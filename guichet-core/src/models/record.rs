//! The tagged union over all record kinds.

use serde::{Deserialize, Serialize};
use std::fmt;

use super::{Account, Advisor, Bill, Investment, Transaction};

// ============================================================================
// Record Kind
// ============================================================================

/// Classification tag for extracted records.
#[derive(Debug, Clone, Copy, PartialEq, Eq, Hash, Serialize, Deserialize)]
#[serde(rename_all = "snake_case")]
pub enum RecordKind {
    /// Bank account.
    Account,
    /// Account operation.
    Transaction,
    /// Portfolio line.
    Investment,
    /// Agency advisor.
    Advisor,
    /// Billed document.
    Bill,
}

impl RecordKind {
    /// Returns the display name for this kind.
    pub fn display_name(&self) -> &'static str {
        match self {
            Self::Account => "Account",
            Self::Transaction => "Transaction",
            Self::Investment => "Investment",
            Self::Advisor => "Advisor",
            Self::Bill => "Bill",
        }
    }
}

impl fmt::Display for RecordKind {
    fn fmt(&self, f: &mut fmt::Formatter<'_>) -> fmt::Result {
        write!(f, "{}", self.display_name())
    }
}

// ============================================================================
// Record
// ============================================================================

/// An extracted record, polymorphic over kind.
///
/// Heterogeneous listings stream `Record` values; homogeneous operations
/// stream the concrete type directly. Equality is the derived structural
/// comparison of the inner record, which is what the session engine uses
/// for replay consistency checks.
#[derive(Debug, Clone, PartialEq, Serialize, Deserialize)]
#[serde(tag = "kind", rename_all = "snake_case")]
pub enum Record {
    /// Bank account.
    Account(Account),
    /// Account operation.
    Transaction(Transaction),
    /// Portfolio line.
    Investment(Investment),
    /// Agency advisor.
    Advisor(Advisor),
    /// Billed document.
    Bill(Bill),
}

impl Record {
    /// Returns the classification tag of this record.
    pub fn kind(&self) -> RecordKind {
        match self {
            Self::Account(_) => RecordKind::Account,
            Self::Transaction(_) => RecordKind::Transaction,
            Self::Investment(_) => RecordKind::Investment,
            Self::Advisor(_) => RecordKind::Advisor,
            Self::Bill(_) => RecordKind::Bill,
        }
    }

    /// Returns the identity key, unique within one logical listing.
    pub fn identity_key(&self) -> &str {
        match self {
            Self::Account(r) => &r.id,
            Self::Transaction(r) => &r.id,
            Self::Investment(r) => &r.id,
            Self::Advisor(r) => &r.id,
            Self::Bill(r) => &r.id,
        }
    }
}

// ============================================================================
// Tests
// ============================================================================

#[cfg(test)]
mod tests {
    use super::*;
    use crate::models::AccountKind;

    #[test]
    fn test_record_kind_and_key() {
        let rec = Record::Account(Account::new("42", "Livret A", AccountKind::Savings));
        assert_eq!(rec.kind(), RecordKind::Account);
        assert_eq!(rec.identity_key(), "42");
    }

    #[test]
    fn test_record_serde_tagged() {
        let rec = Record::Advisor(Advisor::new("a1", "Jean Dupont"));
        let json = serde_json::to_value(&rec).unwrap();
        assert_eq!(json["kind"], "advisor");
        let back: Record = serde_json::from_value(json).unwrap();
        assert_eq!(back, rec);
    }
}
= = =
● **WORK INSTRUCTION**:
Show all lines from the listing above in which "enum" appears.

● **TASK RESULT**:
pub enum RecordKind {
pub enum Record {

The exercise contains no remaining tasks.